I recently started working on a small personal project in Ruby on Rails, and have run into a few things that I couldn't find definitive answers for. If anyone here is knowledgeable enough to help, that would be greatly appreciated. All of my questions are below:

  • What benefit is there to using the Rails Gem instead of having it in vendor/rails?
  • Is there any benefit to using Rails 2.3.2? Some of the plugins I hoped to use don't seem to be compatible with 2.3.2 (ActiveScaffold)? Does it offer a great improvement over 2.2?
  • What is the benefit of using Ruby 1.9? Many plugins aren't yet compatible. Does it offer a great improvement over older versions?

Thanks for any help you guys might be able to offer.


Solution

    1. vendor/rails probably makes your project more portable. Deployments that run the rake gems:install can act kind of wonky, especially if you upgrade a "Framework Gem" (you have to do these manually).

      The downside to vendor/rails is that it makes your deployment slightly bigger (more files that have to be pushed) but if you use git and something like Capistrano, this only bites you on the initial deploy... but its not that bad.
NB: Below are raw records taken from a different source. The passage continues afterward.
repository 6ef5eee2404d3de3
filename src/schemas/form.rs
use serde::{Deserialize, Serialize};

fn default_true() -> bool {
    true
}

#[derive(Debug, Deserialize)]
pub(crate) struct FormCreate {
    #[serde(alias = "assessmentId")]
    pub(crate) assessment_id: String,
    #[serde(default)]
    pub(crate) title: Option<String>,
    #[serde(default)]
    pub(crate) description: Option<String>,
    #[serde(default = "default_true")]
    #[serde(alias = "requireName")]
    pub(crate) require_name: bool,
}

#[derive(Debug, Serialize)]
pub(crate) struct FormCreated {
    pub(crate) id: String,
    pub(crate) token: String,
    pub(crate) url: String,
}

#[cfg(test)]
mod tests {
    use super::*;

    #[test]
    fn require_name_defaults_to_true() {
        let payload: FormCreate =
            serde_json::from_value(serde_json::json!({"assessment_id": "a-1"})).expect("payload");
        assert!(payload.require_name);
        assert!(payload.title.is_none());
    }
}
use sqlx::PgPool;
use time::PrimitiveDateTime;

use crate::db::models::Form;

const COLUMNS: &str = "id, token, assessment_id, title, description, require_name, created_at";

pub(crate) struct CreateForm<'a> {
    pub id: &'a str,
    pub token: &'a str,
    pub assessment_id: &'a str,
    pub title: &'a str,
    pub description: Option<&'a str>,
    pub require_name: bool,
    pub created_at: PrimitiveDateTime,
}

pub(crate) async fn create(pool: &PgPool, params: CreateForm<'_>) -> Result<Form, sqlx::Error> {
    sqlx::query_as::<_, Form>(&format!(
        "INSERT INTO forms (id, token, assessment_id, title, description, require_name, created_at)
         VALUES ($1,$2,$3,$4,$5,$6,$7)
         RETURNING {COLUMNS}",
    ))
    .bind(params.id)
    .bind(params.token)
    .bind(params.assessment_id)
    .bind(params.title)
    .bind(params.description)
    .bind(params.require_name)
    .bind(params.created_at)
    .fetch_one(pool)
    .await
}

pub(crate) async fn find_by_token(
    pool: &PgPool,
    token: &str,
) -> Result<Option<Form>, sqlx::Error> {
    sqlx::query_as::<_, Form>(&format!("SELECT {COLUMNS} FROM forms WHERE token = $1"))
        .bind(token)
        .fetch_optional(pool)
        .await
}
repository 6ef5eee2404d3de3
pub(crate) mod answer_keys;
pub(crate) mod assessments;
pub(crate) mod forms;
pub(crate) mod maintenance;
pub(crate) mod question_bank;
pub(crate) mod submissions;
pub(crate) mod users;
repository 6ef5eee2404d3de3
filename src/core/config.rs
mod parsing;
mod secret;
mod settings;
mod types;

pub(crate) use types::{ConfigError, Settings};
use axum::{extract::State, http::StatusCode, response::IntoResponse, Json};
use std::collections::HashMap;

use crate::core::metrics;
use crate::core::state::AppState;
use crate::schemas::{HealthResponse, RootResponse};

pub(crate) async fn root(State(state): State<AppState>) -> Json<RootResponse> {
    let response = RootResponse {
        message: state.settings().api().project_name.clone(),
        version: state.settings().api().version.clone(),
    };

    Json(response)
}

pub(crate) async fn healthz(State(state): State<AppState>) -> Json<HealthResponse> {
    let mut status = "healthy".to_string();
    let mut components = HashMap::new();

    match sqlx::query("SELECT 1").execute(state.db()).await {
        Ok(_) => {
            components.insert("database".to_string(), "healthy".to_string());
        }
        Err(err) => {
            components.insert("database".to_string(), format!("unhealthy: {err}"));
            status = "unhealthy".to_string();
        }
    }

    Json(HealthResponse { service: "gabarito-api".to_string(), status, components })
}

pub(crate) async fn metrics(State(state): State<AppState>) -> impl IntoResponse {
    if !state.settings().telemetry().prometheus_enabled {
        return StatusCode::NOT_FOUND.into_response();
    }

    match metrics::render() {
        Some(body) => ([(axum::http::header::CONTENT_TYPE, "text/plain; version=0.0.4")], body)
            .into_response(),
        None => StatusCode::SERVICE_UNAVAILABLE.into_response(),
    }
}
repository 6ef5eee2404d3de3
use time::{format_description::well_known::Rfc3339, OffsetDateTime, PrimitiveDateTime};

pub(crate) fn primitive_now_utc() -> PrimitiveDateTime {
    let now = OffsetDateTime::now_utc();
    PrimitiveDateTime::new(now.date(), now.time())
}

pub(crate) fn format_primitive(value: PrimitiveDateTime) -> String {
    value.assume_utc().format(&Rfc3339).unwrap_or_else(|_| value.assume_utc().to_string())
}
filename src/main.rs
#[tokio::main]
async fn main() -> anyhow::Result<()> {
    if let Err(e) = gabarito_api::run().await {
        eprintln!("gabarito-api fatal: {e:#}");
        std::process::exit(1);
    }
    Ok(())
}
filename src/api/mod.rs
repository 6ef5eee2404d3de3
pub(crate) mod assessments;
pub(crate) mod auth;
pub(crate) mod errors;
pub(crate) mod forms;
pub(crate) mod guards;
pub(crate) mod handlers;
pub(crate) mod router;
pub(crate) mod submissions;
pub(crate) mod users;
pub(crate) mod validation;
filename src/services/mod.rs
pub(crate) mod form_render;
pub(crate) mod form_tokens;
pub(crate) mod grading;
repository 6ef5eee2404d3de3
use tokio::signal;

pub(crate) async fn shutdown_signal() {
    let ctrl_c = async {
        if let Err(err) = signal::ctrl_c().await {
            tracing::error!(error = %err, "Failed to install Ctrl+C handler");
            std::future::pending::<()>().await;
        }
    };

    #[cfg(unix)]
    let terminate = async {
        match signal::unix::signal(signal::unix::SignalKind::terminate()) {
            Ok(mut stream) => {
                stream.recv().await;
            }
            Err(err) => {
                tracing::error!(error = %err, "Failed to install SIGTERM handler");
                std::future::pending::<()>().await;
            }
        }
    };

    #[cfg(not(unix))]
    let terminate = std::future::pending::<()>();

    tokio::select! {
        _ = ctrl_c => {},
        _ = terminate => {},
    }

    tracing::info!("shutdown signal received");
}
use axum::{
    extract::State,
    http::StatusCode,
    routing::{get, post},
    Json, Router,
};
use uuid::Uuid;
use validator::Validate;

use crate::api::errors::ApiError;
use crate::api::guards::CurrentUser;
use crate::api::validation;
use crate::core::security;
use crate::core::state::AppState;
use crate::core::time::primitive_now_utc;
use crate::repositories;
use crate::schemas::auth::TokenResponse;
use crate::schemas::user::{UserCreate, UserLogin, UserResponse};

pub(crate) fn router() -> Router<AppState> {
    Router::new()
        .route("/signup", post(signup))
        .route("/login", post(login))
        .route("/me", get(me))
}

async fn signup(
    State(state): State<AppState>,
    Json(payload): Json<UserCreate>,
) -> Result<(StatusCode, Json<TokenResponse>), ApiError> {
    payload.validate().map_err(|e| ApiError::BadRequest(e.to_string()))?;
    validation::validate_password_len(&payload.password)?;

    let email = validation::normalize_email(&payload.email);

    let rate_key = format!("rl:signup:{email}");
    if !state.auth_limiter().check(&rate_key) {
        return Err(ApiError::TooManyRequests("Too many signup attempts, try again later"));
    }

    let existing = repositories::users::exists_by_email(state.db(), &email)
        .await
        .map_err(|e| ApiError::internal(e, "Failed to check existing user"))?;

    if existing.is_some() {
        return Err(ApiError::Conflict("User with this email already exists".to_string()));
    }

    let hashed_password = security::hash_password(&payload.password)
        .map_err(|e| ApiError::internal(e, "Failed to hash password"))?;

    let role = validation::requested_role(payload.requested_role.as_deref());
    let now = primitive_now_utc();

    let user = repositories::users::create(
        state.db(),
        repositories::users::CreateUser {
            id: &Uuid::new_v4().to_string(),
            name: payload.name.trim(),
            email: &email,
            hashed_password,
            role,
            created_at: now,
            updated_at: now,
        },
    )
    .await
    .map_err(|e| ApiError::internal(e, "Failed to create user"))?;

    let token = security::create_access_token(&user.id, state.settings(), None)
        .map_err(|e| ApiError::internal(e, "Failed to create access token"))?;

    tracing::info!(user_id = %user.id, role = %user.role.as_str(), "User signed up");

    let response = TokenResponse {
        access_token: token,
        token_type: "bearer".to_string(),
        user: UserResponse::from_db(user),
    };

    Ok((StatusCode::CREATED, Json(response)))
}

async fn login(
    State(state): State<AppState>,
    Json(payload): Json<UserLogin>,
) -> Result<Json<TokenResponse>, ApiError> {
    let email = validation::normalize_email(&payload.email);

    let rate_key = format!("rl:login:{email}");
    if !state.auth_limiter().check(&rate_key) {
        return Err(ApiError::TooManyRequests("Too many login attempts, try again later"));
    }

    // One failure message for both unknown email and wrong password, so the
    // endpoint cannot be used to enumerate accounts.
    let user = repositories::users::find_by_email(state.db(), &email)
        .await
        .map_err(|e| ApiError::internal(e, "Failed to load user"))?
        .ok_or(ApiError::Unauthorized("Incorrect email or password"))?;

    let verified = security::verify_password(&payload.password, &user.hashed_password)
        .map_err(|_| ApiError::Unauthorized("Incorrect email or password"))?;

    if !verified {
        return Err(ApiError::Unauthorized("Incorrect email or password"));
    }

    let token = security::create_access_token(&user.id, state.settings(), None)
        .map_err(|e| ApiError::internal(e, "Failed to create access token"))?;

    Ok(Json(TokenResponse {
        access_token: token,
        token_type: "bearer".to_string(),
        user: UserResponse::from_db(user),
    }))
}

async fn me(CurrentUser(user): CurrentUser) -> Json<UserResponse> {
    Json(UserResponse::from_db(user))
}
    2. I don't think there are any huge benefits; it just depends on if you need features from 2.3.2. Obviously you want to try to run the latest version to make upgrades less painful. I've found that you always need to be upgrading the framework underneath Rails if you want to have any change of upgrading in the future.

    3. Performance. As you pointed out though, a lot of plugins are broken. This is sort of a chicken-and-egg problem but overtime this should fix itself. We're not running 1.9 yet in any of our production apps because its too unstable with the rest of the stack.